Phnom Penh to Siem Reap (Angkor Wat)
So we get up early and catch a tuktuk to docks, as we've booked a high speed boat up the Tonle Sap river to Siem Reap - the town that basically exists to service the tourists for the Angkor Wat temple complex.
So we get up early and catch a tuktuk to docks, as we've booked a high speed boat up the Tonle Sap river to Siem Reap - the town that basically exists to service the tourists for the Angkor Wat temple complex.
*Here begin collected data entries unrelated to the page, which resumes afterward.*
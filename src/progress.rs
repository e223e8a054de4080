//! Progress-callback trait for per-preset sweep events.
//!
//! Inject an [`Arc<dyn SweepProgressCallback>`] via
//! [`crate::config::SweepConfigBuilder::progress_callback`] to receive events
//! as the driver works through the preset list. A single conversion can take
//! minutes, so the events carry enough to show "which preset, how far along,
//! how long left" to someone watching a terminal.
//!
//! # Example
//!
//! ```rust
//! use docling_sweep::{SweepConfig, SweepProgressCallback, Preset};
//! use std::sync::{Arc, atomic::{AtomicUsize, Ordering}};
//!
//! struct CountingCallback {
//!     started: AtomicUsize,
//! }
//!
//! impl SweepProgressCallback for CountingCallback {
//!     fn on_preset_start(&self, index: usize, total: usize, preset: &Preset) {
//!         self.started.fetch_add(1, Ordering::SeqCst);
//!         eprintln!("[{}/{}] {}", index, total, preset.name);
//!     }
//! }
//!
//! let config = SweepConfig::builder()
//!     .progress_callback(Arc::new(CountingCallback { started: AtomicUsize::new(0) }))
//!     .build()
//!     .unwrap();
//! ```

use crate::output::{RunResult, SweepSummary};
use crate::presets::Preset;
use std::sync::Arc;
use std::time::Duration;

/// Running totals after a preset finishes.
#[derive(Debug, Clone, Copy, PartialEq)]
pub struct SweepProgress {
    /// Presets finished so far (1-indexed position of the one just done).
    pub completed: usize,
    pub total: usize,
    pub succeeded: usize,
    pub failed: usize,
    /// Mean wall time of the presets finished so far.
    pub average: Duration,
}

impl SweepProgress {
    pub fn remaining(&self) -> usize {
        self.total.saturating_sub(self.completed)
    }

    /// Naive ETA: remaining presets × average so far.
    pub fn estimated_remaining(&self) -> Duration {
        self.average * self.remaining() as u32
    }

    pub fn percent(&self) -> f64 {
        if self.total == 0 {
            return 100.0;
        }
        self.completed as f64 / self.total as f64 * 100.0
    }
}

/// Called by the sweep driver as it processes each preset.
///
/// All methods have default no-op implementations so callers only override
/// what they care about. The driver is sequential, so calls never overlap,
/// but the trait is `Send + Sync` to allow sharing the callback freely.
pub trait SweepProgressCallback: Send + Sync {
    /// Called once before the first preset runs.
    fn on_sweep_start(&self, total_presets: usize) {
        let _ = total_presets;
    }

    /// Called just before the conversion for a preset is requested.
    ///
    /// # Arguments
    /// * `index`  — 1-indexed position in the preset list
    /// * `total`  — number of presets in the sweep
    fn on_preset_start(&self, index: usize, total: usize, preset: &Preset) {
        let _ = (index, total, preset);
    }

    /// Called after a preset finished, successfully or not.
    fn on_preset_complete(&self, result: &RunResult, progress: &SweepProgress) {
        let _ = (result, progress);
    }

    /// Called once after the report has been written.
    fn on_sweep_complete(&self, summary: &SweepSummary) {
        let _ = summary;
    }
}

/// A no-op implementation for callers that don't need progress events.
pub struct NoopProgressCallback;

impl SweepProgressCallback for NoopProgressCallback {}

/// Convenience alias matching the type stored in [`crate::config::SweepConfig`].
pub type ProgressCallback = Arc<dyn SweepProgressCallback>;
We board the boat. It's a bit cramped and though it's cool at first, as the outside temperature rises through the day it gets a bit hot and sticky inside. But luckily as it's a boat, you can sit outside and the weather was beautiful and as we were motoring along at a good rate, it was pretty cool (though it was a bit of a false economy as it exacerbated any potential sunburn). Also the riverside scenery was beautiful - jungle and marshland, and people in long, thin wooden boats fishing and rowing across the river. At one point I saw a small boat full of goats, its owner ferrying them across the river. And towards the end there were floating villages and wooden shacks on stilts hugging the shoreline.
We arrive in Siem Reap and check into the hotel - after the low-end hotel we had just stayed in, we decided to go for something more upmarket, and it paid off. It was a sweet place.
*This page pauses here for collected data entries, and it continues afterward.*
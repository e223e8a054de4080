//! Error types for the docling-sweep library.
//!
//! Two error types reflect two stages at which things go wrong:
//!
//! * [`ConfigError`] — a preset, a flag or a service setting is invalid.
//!   Always raised before any request reaches the conversion service, so a
//!   bad option never costs a (possibly minutes-long) conversion.
//!
//! * [`SweepError`] — everything else: the document cannot be resolved, the
//!   service failed, or an output could not be written. Returned from
//!   [`crate::sweep::convert_single`] and from the fatal parts of
//!   [`crate::sweep::SweepDriver::run`].
//!
//! Inside a sweep a failing preset does not propagate its `SweepError`; the
//! driver stores the rendered message in [`crate::output::RunResult::error`]
//! and moves on to the next preset.

use std::path::PathBuf;
use thiserror::Error;

/// Invalid option, preset or service configuration.
#[derive(Debug, Clone, PartialEq, Error)]
pub enum ConfigError {
    /// OCR engine name outside the supported set.
    #[error("Unknown OCR engine '{value}' (expected one of: auto, easyocr, rapidocr, tesseract, mac)")]
    UnknownOcrEngine { value: String },

    /// Image export mode outside the supported set.
    #[error("Unknown image mode '{value}' (expected one of: placeholder, embedded, referenced)")]
    UnknownImageMode { value: String },

    /// Image scale must be a finite, strictly positive number.
    #[error("Image scale must be a positive number, got {value}")]
    InvalidImageScale { value: f64 },

    /// Two presets share a name; their output files would collide.
    #[error("Duplicate preset name '{name}'")]
    DuplicatePreset { name: String },

    /// Preset names become part of output file names.
    #[error("Invalid preset name '{name}': use letters, digits, '-' and '_' only")]
    InvalidPresetName { name: String },

    /// A sweep needs at least one preset.
    #[error("No presets to run")]
    NoPresets,

    /// The report file name must be a plain file name inside the output directory.
    #[error("Invalid report file name '{name}': {reason}")]
    InvalidReportFile { name: String, reason: String },

    /// A preset's export would land on the report file.
    #[error("Preset '{preset}' would write '{file}', which is the report file; rename the preset or the report")]
    ReportCollision { preset: String, file: String },

    /// The conversion service base URL does not parse.
    #[error("Invalid service URL '{url}': {reason}")]
    InvalidServiceUrl { url: String, reason: String },
}

/// Coarse classification of a [`SweepError`].
#[derive(Debug, Clone, Copy, PartialEq, Eq)]
pub enum ErrorKind {
    /// The document reference could not be resolved or read.
    Input,
    /// Options or presets were invalid; no external call was made.
    Configuration,
    /// The conversion service failed or answered with something unusable.
    Conversion,
    /// An output directory or file could not be written.
    Io,
}

/// All errors returned by the docling-sweep library.
#[derive(Debug, Error)]
pub enum SweepError {
    // ── Input errors ──────────────────────────────────────────────────────
    /// Input file was not found at the given path.
    #[error("Document not found: '{path}'\nCheck the path exists and is readable.")]
    FileNotFound { path: PathBuf },

    /// Process does not have read permission on the file.
    #[error("Permission denied reading '{path}'\nTry: chmod +r {path:?}")]
    PermissionDenied { path: PathBuf },

    /// The input string is neither a usable file path nor an HTTP/HTTPS URL.
    #[error("Invalid document reference '{input}': {reason}")]
    InvalidInput { input: String, reason: String },

    // ── Config errors ─────────────────────────────────────────────────────
    /// Option, preset or service validation failed.
    #[error("Invalid configuration: {0}")]
    Configuration(#[from] ConfigError),

    /// A custom preset file could not be read or parsed.
    #[error("Failed to load presets from '{path}': {detail}")]
    PresetFileInvalid { path: PathBuf, detail: String },

    // ── Conversion errors ─────────────────────────────────────────────────
    /// The conversion service could not be reached.
    #[error("Conversion service unreachable at '{url}': {reason}\nIs docling-serve running?")]
    ServiceUnavailable { url: String, reason: String },

    /// The service answered with a non-success HTTP status.
    #[error("Conversion service returned HTTP {status}: {body}")]
    ServiceRejected { status: u16, body: String },

    /// The service processed the request but reported a failed conversion.
    #[error("Conversion failed ({status}): {detail}")]
    ConversionFailed { status: String, detail: String },

    /// The service response did not have the expected shape.
    #[error("Malformed response from conversion service: {0}")]
    MalformedResponse(String),

    // ── I/O errors ────────────────────────────────────────────────────────
    /// Could not create the output directory.
    #[error("Failed to create output directory '{path}': {source}")]
    OutputDirFailed {
        path: PathBuf,
        #[source]
        source: std::io::Error,
    },

    /// Could not create or write an output file.
    #[error("Failed to write output file '{path}': {source}")]
    OutputWriteFailed {
        path: PathBuf,
        #[source]
        source: std::io::Error,
    },

    // ── Catch-all ─────────────────────────────────────────────────────────
    /// Unexpected internal error.
    #[error("Internal error: {0}")]
    Internal(String),
}

impl SweepError {
    /// Classify the error for exit-code and reporting decisions.
    pub fn kind(&self) -> ErrorKind {
        match self {
            SweepError::FileNotFound { .. }
            | SweepError::PermissionDenied { .. }
            | SweepError::InvalidInput { .. } => ErrorKind::Input,
            SweepError::Configuration(_) | SweepError::PresetFileInvalid { .. } => {
                ErrorKind::Configuration
            }
            SweepError::ServiceUnavailable { .. }
            | SweepError::ServiceRejected { .. }
            | SweepError::ConversionFailed { .. }
            | SweepError::MalformedResponse(_)
            | SweepError::Internal(_) => ErrorKind::Conversion,
            SweepError::OutputDirFailed { .. } | SweepError::OutputWriteFailed { .. } => {
                ErrorKind::Io
            }
        }
    }

    pub(crate) fn write_failed(path: impl Into<PathBuf>, source: std::io::Error) -> Self {
        SweepError::OutputWriteFailed {
            path: path.into(),
            source,
        }
    }
}

#[cfg(test)]
mod tests {
    use super::*;

    #[test]
    fn unknown_engine_display_lists_choices() {
        let e = ConfigError::UnknownOcrEngine {
            value: "invalid_engine".into(),
        };
        let msg = e.to_string();
        assert!(msg.contains("invalid_engine"), "got: {msg}");
        assert!(msg.contains("rapidocr"), "got: {msg}");
    }

    #[test]
    fn config_error_converts_and_classifies() {
        let e: SweepError = ConfigError::InvalidImageScale { value: -1.0 }.into();
        assert_eq!(e.kind(), ErrorKind::Configuration);
        assert!(e.to_string().contains("-1"));
    }

    #[test]
    fn service_errors_are_conversion_kind() {
        let e = SweepError::ServiceRejected {
            status: 500,
            body: "boom".into(),
        };
        assert_eq!(e.kind(), ErrorKind::Conversion);
        assert!(e.to_string().contains("500"));
    }

    #[test]
    fn write_failure_is_io_kind() {
        let e = SweepError::write_failed(
            "/tmp/x.md",
            std::io::Error::new(std::io::ErrorKind::Other, "disk full"),
        );
        assert_eq!(e.kind(), ErrorKind::Io);
        assert!(e.to_string().contains("disk full"));
    }

    #[test]
    fn report_collision_names_both_sides() {
        let e: SweepError = ConfigError::ReportCollision {
            preset: "test_report".into(),
            file: "configuration_test_report.md".into(),
        }
        .into();
        assert_eq!(e.kind(), ErrorKind::Configuration);
        let msg = e.to_string();
        assert!(msg.contains("test_report") && msg.contains("configuration_test_report.md"));
    }

    #[test]
    fn missing_file_is_input_kind() {
        let e = SweepError::FileNotFound {
            path: PathBuf::from("sample.pdf"),
        };
        assert_eq!(e.kind(), ErrorKind::Input);
    }
}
After settling in we drive to our first temple, a relatively small one on a hill, where we see over the whole surrounding area. There are elephants ferrying people up and down the hill. There are a fair few tourists though not too many, interestingly most of them were Asian, not Western. We watch the sunset.
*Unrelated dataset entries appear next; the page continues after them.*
//! The conversion capability the sweep depends on.
//!
//! Everything that actually reads a PDF (layout analysis, table structure,
//! OCR, captioning) lives behind [`DocumentConverter`]. The driver only ever
//! calls [`DocumentConverter::convert`] and reads back the two exports, so a
//! test can swap in a fake that returns canned Markdown, or fails on demand,
//! without a running service.
//!
//! ## Implementations
//!
//! * [`DoclingServeConverter`] — posts to a docling-serve instance over HTTP.

mod docling_serve;

pub use docling_serve::DoclingServeConverter;

use crate::error::SweepError;
use crate::input::DocumentSource;
use crate::options::ConversionOptions;

/// A blocking document conversion call.
///
/// Implementations may take minutes and use a lot of memory; the driver never
/// calls two conversions at once.
pub trait DocumentConverter {
    fn convert(
        &self,
        source: &DocumentSource,
        options: &ConversionOptions,
    ) -> Result<ConvertedDocument, SweepError>;
}

impl<T: DocumentConverter + ?Sized> DocumentConverter for &T {
    fn convert(
        &self,
        source: &DocumentSource,
        options: &ConversionOptions,
    ) -> Result<ConvertedDocument, SweepError> {
        (**self).convert(source, options)
    }
}

impl<T: DocumentConverter + ?Sized> DocumentConverter for Box<T> {
    fn convert(
        &self,
        source: &DocumentSource,
        options: &ConversionOptions,
    ) -> Result<ConvertedDocument, SweepError> {
        (**self).convert(source, options)
    }
}

/// A successfully converted document.
///
/// Pictures, when requested with [`crate::options::ImageExportMode::Embedded`]
/// or `Referenced`, arrive inline as `data:` URIs in both exports;
/// [`crate::export`] turns them into files for referenced mode.
#[derive(Debug, Clone, PartialEq)]
pub struct ConvertedDocument {
    markdown: String,
    json: serde_json::Value,
}

impl ConvertedDocument {
    pub fn new(markdown: impl Into<String>, json: serde_json::Value) -> Self {
        Self {
            markdown: markdown.into(),
            json,
        }
    }

    /// Text export (Markdown).
    pub fn export_markdown(&self) -> &str {
        &self.markdown
    }

    /// Structured export (the service's document JSON).
    pub fn export_json(&self) -> &serde_json::Value {
        &self.json
    }
}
After returning to the town we hit the G&Ts again. Then we go to one of the coolest places I have ever been. Bizarrely called Dead Fish Tower Restaurant, it's a huge place spread over many layers and platforms, with various stairs linking the place together, with a bunch of hand-operated dumb waiters, some diagonal in direction. We chat to a waiter who is, like all Cambodians we have met, very friendly, smiley, and with surprisingly good English, better than most Thais and Vietnamese that we've met. He even teaches us a few phrases in Cambodian. The place is amazing and I take a few pics and a video of the place to capture what it's like. There are even live crocodiles, that's how cool it is.
After that we go to a bar who's name is the most obvious pun for the area and a favourite of mine - Angkor What? By chance we meet bar manager, a large boisterous Indian, and chat to him about football. He ends up buying us shots, albeit of Sambuka, but you can't have everything, eh?